Comedians David Mitchell and Robert Webb are to launch their own independent production company in a bid to secure greater creative control over their future projects. That Mitchell and Webb Company will be a joint venture between the double act and Big Talk Productions, with the company's chief executive, Kenton Allen, and managing director, Matthew Justice, taking up board positions. The new firm will 'exclusively create and produce' all new Mitchell and Webb programming, although it will not affect the pair's existing projects, including Channel Four's Peep Show, produced by Objective. The company will be backed by Big Talk's business, development and production resources, and BBC Worldwide will get first look at distribution rights for new content. Allen first struck up a relationship with the comedians when, as the BBC's creative head of comedy, he helped turn their radio sketch show into BBC2's award-winning That Mitchell And Webb Look. The duo want to take greater creative control over future work, as well as securing a bigger slice of any financial return, Allen said.

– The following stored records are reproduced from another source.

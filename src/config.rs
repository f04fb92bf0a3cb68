//! Connection settings merged from flags, environment and config file.
//!
//! Flags beat environment variables, which beat the config file at
//! `~/.config/foremanctl/config.toml`. The string-valued flags carry
//! their environment fallback in the clap definition; only
//! `FOREMAN_VALIDATE_CERTS` is read by hand because the flag side is
//! inverted (`--no-verify-ssl`).

use anyhow::{Context, Result, bail};
use apikit::{DEFAULT_TIMEOUT, SessionConfig};
use serde::Deserialize;
use std::fs;
use std::path::{Path, PathBuf};
use std::time::Duration;

use crate::cli::ConnectionArgs;

/// Task wait deadline when neither `--timeout` nor the config file
/// give one, in seconds.
const DEFAULT_TASK_TIMEOUT: u64 = 60;

/// Get the config file path
fn config_path() -> Result<PathBuf> {
    let home = dirs::home_dir().context("Could not determine home directory")?;
    Ok(home.join(".config").join("foremanctl").join("config.toml"))
}

#[derive(Debug, Default, Deserialize)]
pub struct FileConfig {
    #[serde(default)]
    pub connection: ConnectionSection,
}

#[derive(Debug, Default, Deserialize)]
pub struct ConnectionSection {
    pub server_url: Option<String>,
    pub username: Option<String>,
    pub password: Option<String>,
    pub validate_certs: Option<bool>,
    pub timeout: Option<u64>,
}

impl FileConfig {
    /// Load config.toml; an empty config when the file does not exist
    pub fn load() -> Result<Self> {
        Self::load_from(&config_path()?)
    }

    fn load_from(path: &Path) -> Result<Self> {
        if !path.exists() {
            return Ok(Self::default());
        }
        let content = fs::read_to_string(path)
            .with_context(|| format!("Could not read {}", path.display()))?;
        toml::from_str(&content).with_context(|| format!("Invalid config in {}", path.display()))
    }
}

/// Fully resolved connection settings.
#[derive(Debug)]
pub struct Connection {
    pub session: SessionConfig,
    pub task_timeout: Duration,
}

/// Merge flags, environment and config file into one [`Connection`].
pub fn resolve(args: &ConnectionArgs, file: &FileConfig) -> Result<Connection> {
    let section = &file.connection;

    let Some(base_url) = args.server_url.clone().or_else(|| section.server_url.clone()) else {
        bail!("server URL is not set; use --server-url, FOREMAN_SERVER_URL or the config file");
    };
    let Some(username) = args.username.clone().or_else(|| section.username.clone()) else {
        bail!("username is not set; use --username, FOREMAN_USERNAME or the config file");
    };
    let Some(password) = args.password.clone().or_else(|| section.password.clone()) else {
        bail!("password is not set; use --password, FOREMAN_PASSWORD or the config file");
    };

    let verify_ssl = if args.no_verify_ssl {
        false
    } else if let Some(validate) = env_validate_certs() {
        validate
    } else {
        section.validate_certs.unwrap_or(true)
    };

    let task_timeout = args
        .timeout
        .or(section.timeout)
        .unwrap_or(DEFAULT_TASK_TIMEOUT);

    Ok(Connection {
        session: SessionConfig {
            base_url,
            username,
            password,
            verify_ssl,
            timeout: DEFAULT_TIMEOUT,
        },
        task_timeout: Duration::from_secs(task_timeout),
    })
}

/// FOREMAN_VALIDATE_CERTS, accepting the usual boolean spellings.
fn env_validate_certs() -> Option<bool> {
    let value = std::env::var("FOREMAN_VALIDATE_CERTS").ok()?;
    Some(parse_bool(&value))
}

fn parse_bool(value: &str) -> bool {
    !matches!(
        value.trim().to_lowercase().as_str(),
        "false" | "no" | "off" | "0"
    )
}

#[cfg(test)]
mod tests {
    use super::*;

    fn args() -> ConnectionArgs {
        ConnectionArgs {
            server_url: None,
            username: None,
            password: None,
            no_verify_ssl: false,
            timeout: None,
        }
    }

    fn full_section() -> ConnectionSection {
        ConnectionSection {
            server_url: Some("https://file.example.com".to_string()),
            username: Some("file-admin".to_string()),
            password: Some("file-secret".to_string()),
            validate_certs: None,
            timeout: None,
        }
    }

    #[test]
    fn test_load_from_missing_file_is_empty() {
        let config = FileConfig::load_from(Path::new("/nonexistent/config.toml")).unwrap();
        assert!(config.connection.server_url.is_none());
    }

    #[test]
    fn test_load_from_parses_connection_table() {
        let dir = tempfile::tempdir().unwrap();
        let path = dir.path().join("config.toml");
        fs::write(
            &path,
            concat!(
                "[connection]\n",
                "server_url = \"https://foreman.example.com\"\n",
                "username = \"admin\"\n",
                "validate_certs = false\n",
                "timeout = 120\n",
            ),
        )
        .unwrap();

        let config = FileConfig::load_from(&path).unwrap();
        assert_eq!(
            config.connection.server_url.as_deref(),
            Some("https://foreman.example.com")
        );
        assert_eq!(config.connection.validate_certs, Some(false));
        assert_eq!(config.connection.timeout, Some(120));
    }

    #[test]
    fn test_load_from_rejects_bad_toml() {
        let dir = tempfile::tempdir().unwrap();
        let path = dir.path().join("config.toml");
        fs::write(&path, "[connection\n").unwrap();
        assert!(FileConfig::load_from(&path).is_err());
    }

    #[test]
    fn test_resolve_flags_beat_file() {
        let mut args = args();
        args.server_url = Some("https://flag.example.com".to_string());
        let file = FileConfig {
            connection: full_section(),
        };

        let connection = resolve(&args, &file).unwrap();
        assert_eq!(connection.session.base_url, "https://flag.example.com");
        assert_eq!(connection.session.username, "file-admin");
    }

    #[test]
    fn test_resolve_requires_server_url() {
        let err = resolve(&args(), &FileConfig::default()).unwrap_err();
        assert!(err.to_string().contains("server URL"));
    }

    #[test]
    fn test_resolve_no_verify_ssl_flag_wins() {
        let mut args = args();
        args.no_verify_ssl = true;
        let mut file = FileConfig {
            connection: full_section(),
        };
        file.connection.validate_certs = Some(true);

        let connection = resolve(&args, &file).unwrap();
        assert!(!connection.session.verify_ssl);
    }

    #[test]
    fn test_resolve_defaults() {
        let file = FileConfig {
            connection: full_section(),
        };
        let connection = resolve(&args(), &file).unwrap();
        assert!(connection.session.verify_ssl);
        assert_eq!(connection.task_timeout, Duration::from_secs(60));
    }

    #[test]
    fn test_resolve_task_timeout_from_file() {
        let mut file = FileConfig {
            connection: full_section(),
        };
        file.connection.timeout = Some(300);
        let connection = resolve(&args(), &file).unwrap();
        assert_eq!(connection.task_timeout, Duration::from_secs(300));
    }

    #[test]
    fn test_parse_bool_spellings() {
        assert!(parse_bool("true"));
        assert!(parse_bool("yes"));
        assert!(parse_bool("anything"));
        assert!(!parse_bool("false"));
        assert!(!parse_bool("No"));
        assert!(!parse_bool("0"));
        assert!(!parse_bool(" off "));
    }
}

They are currently working on a one-hour comedy drama and are keen to produce online content, where they feel there is more scope to experiment. 'We're tremendously heartened to be fighting alongside Kenton Allen and Big Talk in this terrifyingly hostile new media environment,' the pair said in a joint statement.

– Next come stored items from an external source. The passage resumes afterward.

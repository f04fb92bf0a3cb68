//! The `host power` command.
//!
//! Power management goes through the host's BMC. The current state is
//! read first; reading is a GET and runs even in check mode. The power
//! action is only issued when the state differs.

use anyhow::Result;
use apikit::{Client, Method};
use serde_json::{Map, Value, json};

use crate::Context;
use crate::cli::HostPowerArgs;
use crate::report;

pub fn run(ctx: &Context, args: HostPowerArgs) -> Result<()> {
    let desired = args.state.as_str();

    let status = ctx
        .session
        .action("hosts", &args.name, "power", Method::Get, Map::new())?;
    let current = power_state(&status);
    log::debug!("host {} reports power state {current}", args.name);

    if current == desired {
        report::print_result(&json!({
            "changed": false,
            "power_state": current,
        }));
        return Ok(());
    }

    let mut payload = Map::new();
    payload.insert("power_action".to_string(), desired.into());
    let mut reconciler = ctx.engine().reconciler();
    reconciler.run_action("hosts", &args.name, "power", Method::Put, payload)?;

    log::info!("host {}: powered {desired}", args.name);
    report::print_result(&json!({
        "changed": true,
        "power_state": desired,
    }));
    Ok(())
}

/// The power state out of a status response; servers answer with
/// either `state` or `power` depending on version.
fn power_state(status: &Value) -> String {
    status["state"]
        .as_str()
        .or_else(|| status["power"].as_str())
        .unwrap_or("unknown")
        .to_string()
}

#[cfg(test)]
mod tests {
    use super::*;

    #[test]
    fn test_power_state_reads_both_shapes() {
        assert_eq!(power_state(&json!({"state": "on"})), "on");
        assert_eq!(power_state(&json!({"power": "off"})), "off");
        assert_eq!(power_state(&json!({"status": 200})), "unknown");
    }
}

Christine Bleakley has reportedly been told to 'sit closer' to Adrian Chiles on Daybreak. Producers are alleged by a tabloid newspaper to have told Bleakley never to sit more than six inches away from her co-presenter in a bid to spice up the on-screen chemistry between the pair. This is from the Daily Star mind, so it's probably all lies. However, both hosts have apparently complained of neck and back pains from constantly leaning in towards each other while they present the ITV breakfast show. A source said: 'Poor old Christine has had a real pain in the neck since this latest rule. She’s finding it really hard to stick so close to Adrian, and even though they’re the best of pals it still feels awkward to her to stay glued to his side.' It's funny, actually, because I was watching Daybreak yesterday and I looked at Christine and, once my eyes had adjusted to the sunburst of orange that was assaulting them, I did think 'ah, yes. Pain in the neck.' Anyway ... 'The cast and crew have been joking about health and safety and saying they’ll both end up with repetitive strain injury, but producers won’t give in. If they see any more than six inches opening up between them, there will be trouble.' It comes after reports that Chiles has also been told to smile more when hosting the programme.

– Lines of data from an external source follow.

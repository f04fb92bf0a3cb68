mod cli;
mod config;
mod modules;
mod report;

use anyhow::Result;
use apikit::{Session, TaskOptions};
use clap::{CommandFactory, Parser};
use clap_complete::generate;
use cli::{Cli, Command, ContentViewCommand, HostCommand};
use std::io;
use std::process::ExitCode;

/// Global context for one invocation
pub struct Context<'a> {
    pub session: &'a Session,
    pub check: bool,
    pub diff: bool,
    pub task_options: TaskOptions,
}

impl<'a> Context<'a> {
    /// Engine wired to the session and the global flags
    pub fn engine(&self) -> reconcile::Engine<'a> {
        reconcile::Engine::new(self.session)
            .with_check_mode(self.check)
            .with_task_options(self.task_options)
    }
}

fn main() -> ExitCode {
    let cli = Cli::parse();

    // Initialize logging based on verbosity
    let log_level = match cli.verbose {
        0 => log::LevelFilter::Warn,
        1 => log::LevelFilter::Info,
        2 => log::LevelFilter::Debug,
        _ => log::LevelFilter::Trace,
    };

    env_logger::Builder::new()
        .filter_level(if cli.quiet {
            log::LevelFilter::Error
        } else {
            log_level
        })
        .format_timestamp(None)
        .init();

    // Completions need no server connection
    if let Command::Completions { shell } = &cli.command {
        let mut cmd = Cli::command();
        generate(*shell, &mut cmd, "foremanctl", &mut io::stdout());
        return ExitCode::SUCCESS;
    }

    match run(cli) {
        Ok(()) => ExitCode::SUCCESS,
        Err(err) => {
            report::print_failure(&format!("{err:#}"));
            ExitCode::FAILURE
        }
    }
}

fn run(cli: Cli) -> Result<()> {
    let file = config::FileConfig::load()?;
    let connection = config::resolve(&cli.connection, &file)?;
    let session = Session::new(&connection.session)?;

    let ctx = Context {
        session: &session,
        check: cli.check,
        diff: cli.diff,
        task_options: TaskOptions {
            timeout: connection.task_timeout,
            ..TaskOptions::default()
        },
    };

    match cli.command {
        Command::Organization(args) => modules::organization::run(&ctx, args),
        Command::Location(args) => modules::location::run(&ctx, args),
        Command::Domain(args) => modules::domain::run(&ctx, args),
        Command::Bookmark(args) => modules::bookmark::run(&ctx, args),
        Command::Role(args) => modules::role::run(&ctx, args),
        Command::SmartProxy(args) => modules::smart_proxy::run(&ctx, args),
        Command::GlobalParameter(args) => modules::global_parameter::run(&ctx, args),
        Command::Setting(args) => modules::setting::run(&ctx, args),
        Command::LifecycleEnvironment(args) => modules::lifecycle_environment::run(&ctx, args),
        Command::ContentView(cmd) => match cmd {
            ContentViewCommand::Ensure(args) => modules::content_view::run(&ctx, args),
            ContentViewCommand::Publish(args) => modules::content_view::publish(&ctx, args),
        },
        Command::Host(cmd) => match cmd {
            HostCommand::Power(args) => modules::host_power::run(&ctx, args),
        },
        Command::Ping => modules::ping::run(&ctx),
        Command::Search(args) => modules::search::run(&ctx, args),
        // Handled in main before a session exists
        Command::Completions { .. } => Ok(()),
    }
}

There is to be an increase in the number of hours of consumer and current affairs for BBC Daytime, as well as more UK-originated drama and new commissions according to its controller. The announcement, by Liam Keelan, is part of Daytime's ongoing commitment to more distinctive and original programming. Over the last twelve months, there has already been a one hundred and forty per cent increase in consumer and current affairs, and more money being directed to UK-originated drama. Keelan said: 'Over the next year we're going to be bringing our daytime viewers almost one hundred more hours of current affairs, social issues and consumer affairs, as well as nearly doubling factual and drama events from three or four to at least six each year in the same vein as The Week We Went To War and the award-winning Land Girls (see left). 'As the sole provider of UK-originated drama in daytime, I'm thrilled to be able to continue our commitment to this. And today I'm genuinely delighted to be able to announce these new commissions which I know will resonate strongly with our audience. A series of programmes are also been commissioned to mark Census Week in March next year. A new drama, Thirty Two Brinkburn Street, is the story of two generations of the same family in 1931 and 2011 told over five episodes. Meanwhile, new factual series, Making Britain Count, looks at how Britain changed across the Twentieth Century using the census. Daytime will also be celebrating the work of police officers across the UK with the new commission Britain's Bravest Cops. This week long special will coincide with the Police Federation's 2011 Police Bravery Awards.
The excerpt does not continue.